During my third Internship @ IBM I was located at a customers office. The customer uses a Confluence instance as internal wiki. The wiki contains nearly every information you might need if working at or together with the company. The instance itself is open in general. This means that every new user of the wiki as access to all of its content if not a certain section is closed and additional restrictions are needed. This approach might work if the wiki is only used by members of the company (or partners). However, the customer wanted to give their customers access to certain parts of the wiki.
One way would have been to close the whole Confluence instance, so that new users do not have access to any of the content, but need to get explicit access to the spaces and pages they need. As the wiki was already a big chunk of spaces and pages, this wasn't a good approach. Another solution might have been to host Markdown files on a GitHub repository and maintaining a second wiki for the customers customers. Maintaining information at two places is never a good idea as they fastly get out of sync. The solution we stuck with was to create a second (external) Confluence instance accessable by the customers. My job was to create the actual microservice running in a Kubernetes cluster copying the spaces, pages and attachments from the internal to the external instance, which should be accessed by the customers.

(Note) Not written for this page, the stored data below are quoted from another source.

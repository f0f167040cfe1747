//! `ControlSession`: owns the control connection and dispatches commands.
//!
//! Lifecycle: `connect()` → greeting → USER/PASS → post-login SITE commands.
//! The session is strictly sequential: every method takes `&mut self`, and
//! data-bearing operations (`file_ops`, `catalog`, `jobs`) drain and close
//! their passive socket before the next command goes out.
//!
//! Any I/O failure on the control channel drops the session back to
//! `Disconnected`; the reply stream can no longer be trusted after that.
//! A reply that does not arrive within `command_timeout_sec` counts as one.

use crate::mvsftp::connection;
use crate::mvsftp::error::{FtpError, FtpErrorKind, FtpResult};
use crate::mvsftp::protocol::FtpCodec;
use crate::mvsftp::types::*;
use chrono::Utc;
use std::time::Duration;
use tokio::time::timeout;
use uuid::Uuid;

/// Connection state of a `ControlSession`.
pub enum SessionState {
    Disconnected,
    Connected {
        codec: FtpCodec,
        config: MvsConnectionConfig,
        info: MvsSessionInfo,
    },
}

/// One logged-in (or not yet logged-in) z/OS FTP session.
pub struct ControlSession {
    id: String,
    state: SessionState,
}

impl Default for ControlSession {
    fn default() -> Self {
        Self::new()
    }
}

impl ControlSession {
    pub fn new() -> Self {
        Self {
            id: Uuid::new_v4().to_string(),
            state: SessionState::Disconnected,
        }
    }

    pub fn id(&self) -> &str {
        &self.id
    }

    pub fn state(&self) -> &SessionState {
        &self.state
    }

    pub fn is_connected(&self) -> bool {
        matches!(self.state, SessionState::Connected { .. })
    }

    pub fn info(&self) -> Option<&MvsSessionInfo> {
        match &self.state {
            SessionState::Connected { info, .. } => Some(info),
            SessionState::Disconnected => None,
        }
    }

    pub fn config(&self) -> Option<&MvsConnectionConfig> {
        match &self.state {
            SessionState::Connected { config, .. } => Some(config),
            SessionState::Disconnected => None,
        }
    }

    // ─── Connect / disconnect ────────────────────────────────────

    /// Open the control connection and log in.
    ///
    /// Returns `false` on any failure; the socket is closed and the session
    /// stays `Disconnected`. Use [`try_connect`](Self::try_connect) for the
    /// reason.
    pub async fn connect(&mut self, config: &MvsConnectionConfig) -> bool {
        match self.try_connect(config).await {
            Ok(()) => true,
            Err(e) => {
                log::warn!("MVS FTP connect to {}:{} failed: {}", config.host, config.port, e);
                false
            }
        }
    }

    /// Open the control connection and log in, returning the typed error on
    /// failure.
    pub async fn try_connect(&mut self, config: &MvsConnectionConfig) -> FtpResult<()> {
        if self.is_connected() {
            self.disconnect().await;
        }

        let (mut codec, banner) = connection::connect(config).await?;
        let wait = Duration::from_secs(config.connect_timeout_sec);
        let login = match timeout(wait, Self::login(&mut codec, config)).await {
            Ok(result) => result,
            Err(_) => Err(FtpError::timeout(format!(
                "Login to {}:{} did not complete within {:?}",
                config.host, config.port, wait
            ))),
        };
        if let Err(e) = login {
            codec.shutdown().await;
            return Err(e.with_session(self.id.clone()));
        }

        let now = Utc::now();
        let info = MvsSessionInfo {
            id: self.id.clone(),
            host: config.host.clone(),
            port: config.port,
            username: config.username.clone(),
            label: config.label.clone(),
            server_banner: Some(banner.text()),
            connected_at: now,
            last_activity: now,
            bytes_uploaded: 0,
            bytes_downloaded: 0,
        };
        self.state = SessionState::Connected {
            codec,
            config: config.clone(),
            info,
        };
        log::info!(
            "MVS FTP session {} logged on to {}:{} as {}",
            self.id,
            config.host,
            config.port,
            config.username
        );
        Ok(())
    }

    async fn login(codec: &mut FtpCodec, config: &MvsConnectionConfig) -> FtpResult<()> {
        let mut reply = codec.execute(&format!("USER {}", config.username)).await?;
        if reply.code == 331 {
            reply = codec.execute(&format!("PASS {}", config.password)).await?;
        }
        if reply.code != 230 {
            return Err(FtpError::auth_failed(format!("Login failed: {}", reply.text()))
                .with_code(reply.code));
        }

        for params in &config.site_commands {
            let resp = codec.execute(&format!("SITE {}", params)).await?;
            if !site_succeeded(resp.code) {
                return Err(FtpError::from_reply(resp.code, &resp.text()));
            }
        }
        Ok(())
    }

    /// Best-effort `QUIT`, then drop the socket. Safe to call repeatedly.
    ///
    /// The `QUIT` reply is awaited for at most `connect_timeout_sec`.
    pub async fn disconnect(&mut self) {
        let state = std::mem::replace(&mut self.state, SessionState::Disconnected);
        if let SessionState::Connected { mut codec, config, info } = state {
            let wait = Duration::from_secs(config.connect_timeout_sec);
            match timeout(wait, codec.expect_ok("QUIT")).await {
                Ok(Ok(_)) => {}
                Ok(Err(e)) => log::debug!("QUIT on session {} failed: {}", self.id, e),
                Err(_) => log::debug!("QUIT on session {} got no reply within {:?}", self.id, wait),
            }
            codec.shutdown().await;
            log::info!("MVS FTP session {} to {} disconnected", self.id, info.host);
        }
    }

    /// Drop the control socket without `QUIT` (broken or cancelled session).
    pub(crate) fn abandon(&mut self) {
        if self.is_connected() {
            log::warn!("MVS FTP session {} abandoned; control channel state unknown", self.id);
        }
        self.state = SessionState::Disconnected;
    }

    // ─── Command dispatch ────────────────────────────────────────

    fn codec_mut(&mut self) -> FtpResult<&mut FtpCodec> {
        match &mut self.state {
            SessionState::Connected { codec, .. } => Ok(codec),
            SessionState::Disconnected => Err(FtpError::disconnected("Session is not connected")
                .with_session(self.id.clone())),
        }
    }

    fn command_timeout(&self) -> Duration {
        Duration::from_secs(self.config().map_or(60, |c| c.command_timeout_sec))
    }

    /// Write one command line and read its full reply.
    pub async fn send_command(&mut self, text: &str) -> FtpResult<FtpResponse> {
        let wait = self.command_timeout();
        let result = match timeout(wait, self.codec_mut()?.execute(text)).await {
            Ok(result) => result,
            Err(_) => Err(FtpError::timeout(format!(
                "No reply to {} within {:?}",
                text.split_whitespace().next().unwrap_or_default(),
                wait
            ))),
        };
        self.after_io(result)
    }

    /// Read one reply without sending anything (closing reply of a transfer).
    pub async fn read_reply(&mut self) -> FtpResult<FtpResponse> {
        let wait = self.command_timeout();
        let result = match timeout(wait, self.codec_mut()?.read_response()).await {
            Ok(result) => result,
            Err(_) => Err(FtpError::timeout(format!("No reply within {:?}", wait))),
        };
        self.after_io(result)
    }

    fn after_io(&mut self, result: FtpResult<FtpResponse>) -> FtpResult<FtpResponse> {
        match result {
            Ok(resp) => {
                self.touch();
                Ok(resp)
            }
            Err(e) => {
                if matches!(
                    e.kind,
                    FtpErrorKind::Disconnected | FtpErrorKind::IoError | FtpErrorKind::Timeout
                ) {
                    self.abandon();
                }
                Err(e.with_session(self.id.clone()))
            }
        }
    }

    /// `SITE <parameters>`; success iff the reply is `200` or `250`.
    ///
    /// Returns the raw reply text (or the error text when the command could
    /// not be sent at all).
    pub async fn execute_site(&mut self, parameters: &str) -> (bool, String) {
        match self.send_command(&format!("SITE {}", parameters)).await {
            Ok(resp) => (site_succeeded(resp.code), resp.text()),
            Err(e) => (false, e.to_string()),
        }
    }

    /// Switch TYPE for the next transfer.
    pub async fn set_type(&mut self, mode: TransferMode) -> FtpResult<()> {
        let resp = self.send_command(mode.type_command()).await?;
        if !resp.is_completion() {
            return Err(FtpError::from_reply(resp.code, &resp.text()));
        }
        Ok(())
    }

    /// Send a NOOP to keep the control connection alive.
    pub async fn noop(&mut self) -> FtpResult<()> {
        let resp = self.send_command("NOOP").await?;
        if !resp.is_completion() {
            return Err(FtpError::from_reply(resp.code, &resp.text()));
        }
        Ok(())
    }

    // ─── Bookkeeping ─────────────────────────────────────────────

    fn touch(&mut self) {
        if let SessionState::Connected { info, .. } = &mut self.state {
            info.last_activity = Utc::now();
        }
    }

    pub(crate) fn record_transfer(&mut self, direction: TransferDirection, bytes: u64) {
        if let SessionState::Connected { info, .. } = &mut self.state {
            match direction {
                TransferDirection::Upload => info.bytes_uploaded += bytes,
                TransferDirection::Download => info.bytes_downloaded += bytes,
            }
        }
    }
}

fn site_succeeded(code: u16) -> bool {
    code == 200 || code == 250
}

#[cfg(test)]
mod tests {
    use super::*;

    #[tokio::test]
    async fn disconnect_twice_is_harmless() {
        let mut session = ControlSession::new();
        session.disconnect().await;
        session.disconnect().await;
        assert!(!session.is_connected());
    }

    #[tokio::test]
    async fn commands_on_disconnected_session_fail() {
        let mut session = ControlSession::new();
        let err = session.send_command("NOOP").await.unwrap_err();
        assert_eq!(err.kind, FtpErrorKind::Disconnected);
        let (ok, raw) = session.execute_site("FILETYPE=JES").await;
        assert!(!ok);
        assert!(raw.contains("not connected"));
    }

    #[tokio::test]
    async fn connect_with_empty_host_returns_false() {
        let mut session = ControlSession::new();
        assert!(!session.connect(&MvsConnectionConfig::default()).await);
        assert!(!session.is_connected());
    }

    #[test]
    fn site_success_codes() {
        assert!(site_succeeded(200));
        assert!(site_succeeded(250));
        assert!(!site_succeeded(202));
        assert!(!site_succeeded(501));
    }
}
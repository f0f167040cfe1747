//! JES job handling over `SITE FILETYPE=JES`.
//!
//! In JES mode a STOR submits the payload as a job, LIST shows the spool
//! queue and RETR of a job id returns its output. Each call switches the
//! session back to `FILETYPE=SEQ` when done.

use crate::mvsftp::error::{FtpError, FtpErrorKind, FtpResult};
use crate::mvsftp::parser;
use crate::mvsftp::session::ControlSession;
use crate::mvsftp::types::*;
use chrono::Utc;

/// Remote name JCL is stored under; JES ignores it.
const JCL_REMOTE_NAME: &str = "JCL";

impl ControlSession {
    /// Submit a local JCL file. `None` when any step fails.
    pub async fn submit(&mut self, jcl_path: &str) -> Option<JobHandle> {
        let handle = match self.enter_jes_mode(None).await {
            Ok(()) => self.submit_inner(jcl_path).await,
            Err(e) => {
                log::warn!("JES submit of {} failed: {}", jcl_path, e);
                None
            }
        };
        self.leave_jes_mode().await;
        handle
    }

    async fn submit_inner(&mut self, jcl_path: &str) -> Option<JobHandle> {
        let result = self
            .upload(
                jcl_path,
                JCL_REMOTE_NAME,
                &TransferOptions::ascii(true),
                |_| {},
                &CancelToken::new(),
            )
            .await;
        if !result.success {
            log::warn!(
                "JES submit of {} failed: {}",
                jcl_path,
                result.error.as_deref().unwrap_or("unknown error")
            );
            return None;
        }

        let resolved_job_id = result.reply.as_deref().and_then(parser::parse_jes_job_id);
        log::info!(
            "Submitted {} ({})",
            jcl_path,
            resolved_job_id.as_deref().unwrap_or("job id not reported")
        );
        Some(JobHandle {
            submitted_name: result.destination,
            resolved_job_id,
            submitted_at: Utc::now(),
        })
    }

    /// Current status of a job. Protocol failures come back as `Unknown`.
    pub async fn poll(&mut self, job_id: &str) -> JobStatusReport {
        let listing = self.jes_retrieve(job_id, "LIST").await;
        match listing {
            Ok(raw) => parser::parse_job_status(&raw, job_id),
            Err(e) => {
                log::debug!("Polling {} failed: {}", job_id, e);
                JobStatusReport::unknown()
            }
        }
    }

    /// Spool output of a job as text.
    pub async fn fetch_output(&mut self, job_id: &str) -> Option<String> {
        match self.jes_retrieve(job_id, &format!("RETR {}", job_id)).await {
            Ok(output) => Some(output),
            Err(e) => {
                log::warn!("Fetching output of {} failed: {}", job_id, e);
                None
            }
        }
    }

    async fn jes_retrieve(&mut self, job_id: &str, cmd: &str) -> FtpResult<String> {
        let result = match self.enter_jes_mode(Some(job_id)).await {
            Ok(()) => self.retrieve_text(cmd).await,
            Err(e) => Err(e),
        };
        self.leave_jes_mode().await;
        result
    }

    async fn enter_jes_mode(&mut self, job_id: Option<&str>) -> FtpResult<()> {
        self.require_site("FILETYPE=JES").await?;
        if let Some(id) = job_id {
            self.require_site(&format!("JESJOBNAME={}", id)).await?;
        }
        Ok(())
    }

    async fn leave_jes_mode(&mut self) {
        if !self.is_connected() {
            return;
        }
        let (ok, raw) = self.execute_site("FILETYPE=SEQ").await;
        if !ok {
            log::debug!("SITE FILETYPE=SEQ not accepted: {}", raw);
        }
    }

    async fn require_site(&mut self, parameters: &str) -> FtpResult<()> {
        let (ok, raw) = self.execute_site(parameters).await;
        if ok {
            Ok(())
        } else {
            Err(FtpError::new(FtpErrorKind::CommandRejected, raw))
        }
    }
}

#[cfg(test)]
mod tests {
    use super::*;

    #[tokio::test]
    async fn job_calls_on_disconnected_session() {
        let mut session = ControlSession::new();
        assert!(session.submit("/nonexistent.jcl").await.is_none());
        assert_eq!(session.poll("JOB00001").await, JobStatusReport::unknown());
        assert!(session.fetch_output("JOB00001").await.is_none());
    }
}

The editorial staff wanted to simply tag the spaces and pages, which should be "published" with a certain tag, e.g. public. To make sure that no outdated content is available on the external instance, the whole instance is cleaned at the beginning of the synchronization process. After that only the spaces tagged with public are created on the external instance. At this moment the spaces are all empty.
The next step is to get all pages for each space and generate the page hierarchy based on the information available about ancestors and descendants. Those pages not tagged as public will be removed from the hierarchy and the hierarchy itself is adjusted, so that lower nodes take the place of the removed one. If the hierarchy is built, the pages can be created on the external instance beginning with the root page. This is important as you need to specify the ID of the parent page for each page you want to create. As the ID is generated on creation time, you only can create pages with ancestors created.
After creating a single page, the attachments are synced as well. To ensure that no hidden attachments are synced (which might be for internal use only), only attachments, which are included it the pages body, are synced.
The microservice is written in Java 10. For every piece of code unit tests exist. The tests were created using JUnit 5.
The application was designed as a microservice. As all microservices are deployed to a Kubernetes cluster, I created a Docker image containing the microservice. The microservice is now running as a cronjob in the customers Kubernetes cluster every day at 5 a.m. syncing the spaces and pages between both instances.